Alguno cuenta que su amigo epiléptico casi se muere en el Metro de la línea B. Le dio un ataque, pero no caía al piso de lo apretados que iban y, al final, lo salvaron unos policías porque atendieron al llamado de la palanca de emergencia. Otro piensa en unos tenis de futbol para unirse al equipo del barrio, pero eso le quitaría una buena parte de su salario. Hay quien sueña con volver a ver a sus padres después de triunfar en Estados Unidos, construirles una casa y volver a poner un negocio. No es imposible.

El Darién luce tan lejano. Los gritos de los que se perdían en la selva comienzan a correr con el viento. El recuerdo de un sacerdote fantasma que los bendijo en la selva se diluye de a poco. De alguna forma, son como la gente que huyó de la violencia en Tayikistán, a la contaminación de Chernóbil hace varias décadas. Hay cosas peores. Siempre.

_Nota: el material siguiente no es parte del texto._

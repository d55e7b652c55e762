//! Runtime version constraints (`python-versions = ">=3.7,<3.11"`).
//!
//! A constraint is a comma-separated conjunction of `{op}{version}` clauses.
//! Each clause compares the runtime version truncated to the clause's arity,
//! so `<3.11` rejects every 3.11.x and `==3.9.*` accepts every 3.9.x.

use std::cmp::Ordering;
use std::str::FromStr;
use std::sync::LazyLock;

use regex::Regex;
use wheelpick_schema::RuntimeVersion;

static CLAUSE: LazyLock<Regex> = LazyLock::new(|| {
    Regex::new(r"^\s*(?P<op>>=|<=|==|!=|>|<)\s*(?P<num>[0-9.*]+)\s*$")
        .expect("constraint clause pattern is valid")
});

/// Errors produced when parsing a constraint.
#[derive(thiserror::Error, Debug, Clone, PartialEq, Eq)]
pub enum ConstraintError {
    /// A clause does not match `{op}{dotted numbers}[.*]`.
    #[error("Invalid version constraint clause '{0}'")]
    InvalidClause(String),
}

/// Comparison operator of a clause.
#[derive(Debug, Clone, Copy, PartialEq, Eq)]
pub enum Operator {
    /// `>`
    Gt,
    /// `<`
    Lt,
    /// `>=`
    Ge,
    /// `<=`
    Le,
    /// `==`
    Eq,
    /// `!=`
    Ne,
}

impl Operator {
    fn holds(self, ordering: Ordering) -> bool {
        match self {
            Self::Gt => ordering == Ordering::Greater,
            Self::Lt => ordering == Ordering::Less,
            Self::Ge => ordering != Ordering::Less,
            Self::Le => ordering != Ordering::Greater,
            Self::Eq => ordering == Ordering::Equal,
            Self::Ne => ordering != Ordering::Equal,
        }
    }
}

impl FromStr for Operator {
    type Err = ConstraintError;

    fn from_str(s: &str) -> Result<Self, Self::Err> {
        match s {
            ">" => Ok(Self::Gt),
            "<" => Ok(Self::Lt),
            ">=" => Ok(Self::Ge),
            "<=" => Ok(Self::Le),
            "==" => Ok(Self::Eq),
            "!=" => Ok(Self::Ne),
            _ => Err(ConstraintError::InvalidClause(s.to_string())),
        }
    }
}

/// One `{op}{version}` clause. A trailing `.*` is dropped at parse time; it
/// only shortens the arity the runtime version is truncated to.
#[derive(Debug, Clone, PartialEq, Eq)]
pub struct Clause {
    /// Comparison operator.
    pub op: Operator,
    /// Numeric version segments, wildcard removed.
    pub segments: Vec<u32>,
}

impl Clause {
    /// Whether `version`, truncated to this clause's arity, satisfies it.
    pub fn matches(&self, version: RuntimeVersion) -> bool {
        let triple = version.segments();
        let arity = self.segments.len().min(triple.len());
        self.op.holds(triple[..arity].cmp(&self.segments[..]))
    }
}

impl FromStr for Clause {
    type Err = ConstraintError;

    fn from_str(s: &str) -> Result<Self, Self::Err> {
        let invalid = || ConstraintError::InvalidClause(s.trim().to_string());
        let caps = CLAUSE.captures(s).ok_or_else(invalid)?;

        let mut parts: Vec<&str> = caps["num"].split('.').collect();
        if parts.last() == Some(&"*") {
            parts.pop();
        }
        if parts.is_empty() {
            return Err(invalid());
        }
        let segments = parts
            .iter()
            .map(|p| p.parse::<u32>().map_err(|_| invalid()))
            .collect::<Result<Vec<_>, _>>()?;

        Ok(Self {
            op: caps["op"].parse()?,
            segments,
        })
    }
}

/// A conjunction of clauses. The empty constraint and `*` accept everything.
#[derive(Debug, Clone, PartialEq, Eq, Default)]
pub struct RuntimeConstraint {
    clauses: Vec<Clause>,
}

impl RuntimeConstraint {
    /// Parsed clauses, in source order.
    pub fn clauses(&self) -> &[Clause] {
        &self.clauses
    }

    /// Whether every clause holds for `version`.
    pub fn is_satisfied_by(&self, version: RuntimeVersion) -> bool {
        self.clauses.iter().all(|c| c.matches(version))
    }
}

impl FromStr for RuntimeConstraint {
    type Err = ConstraintError;

    fn from_str(s: &str) -> Result<Self, Self::Err> {
        let s = s.trim();
        if s.is_empty() || s == "*" {
            return Ok(Self::default());
        }
        let clauses = s
            .split(',')
            .map(str::parse)
            .collect::<Result<Vec<Clause>, _>>()?;
        Ok(Self { clauses })
    }
}

/// Evaluate an optional constraint string against a runtime version.
///
/// A missing constraint is satisfied; a constraint that does not parse is
/// not.
///
/// ```
/// use wheelpick_core::constraint::is_satisfied_by;
/// use wheelpick_schema::RuntimeVersion;
///
/// assert!(is_satisfied_by(Some(">=3.7,<3.11"), RuntimeVersion::new(3, 9, 18)));
/// assert!(!is_satisfied_by(Some(">=3.7,<3.11"), RuntimeVersion::new(3, 11, 0)));
/// assert!(is_satisfied_by(Some("*"), RuntimeVersion::new(2, 7, 0)));
/// assert!(is_satisfied_by(None, RuntimeVersion::new(2, 7, 0)));
/// ```
pub fn is_satisfied_by(constraint: Option<&str>, version: RuntimeVersion) -> bool {
    match constraint.map(str::parse::<RuntimeConstraint>) {
        None => true,
        Some(Ok(constraint)) => constraint.is_satisfied_by(version),
        Some(Err(e)) => {
            tracing::debug!("{e}; treating constraint as unsatisfied");
            false
        }
    }
}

Los que se enamoran, ya no se van de aquí. Encuentran su hogar y un lugar permanente para vivir. Los que persisten en alcanzar al país del norte por medio de diferentes cruces una vez autorizada la Visa, se van en autobuses económicos que salen de entre las calles República de Perú y República de Bolivia. Qué ironía, recordar a sus países en los últimos instantes en la CDMX. Luego, rezan. Oran para no quedarse en las orillas de la meta.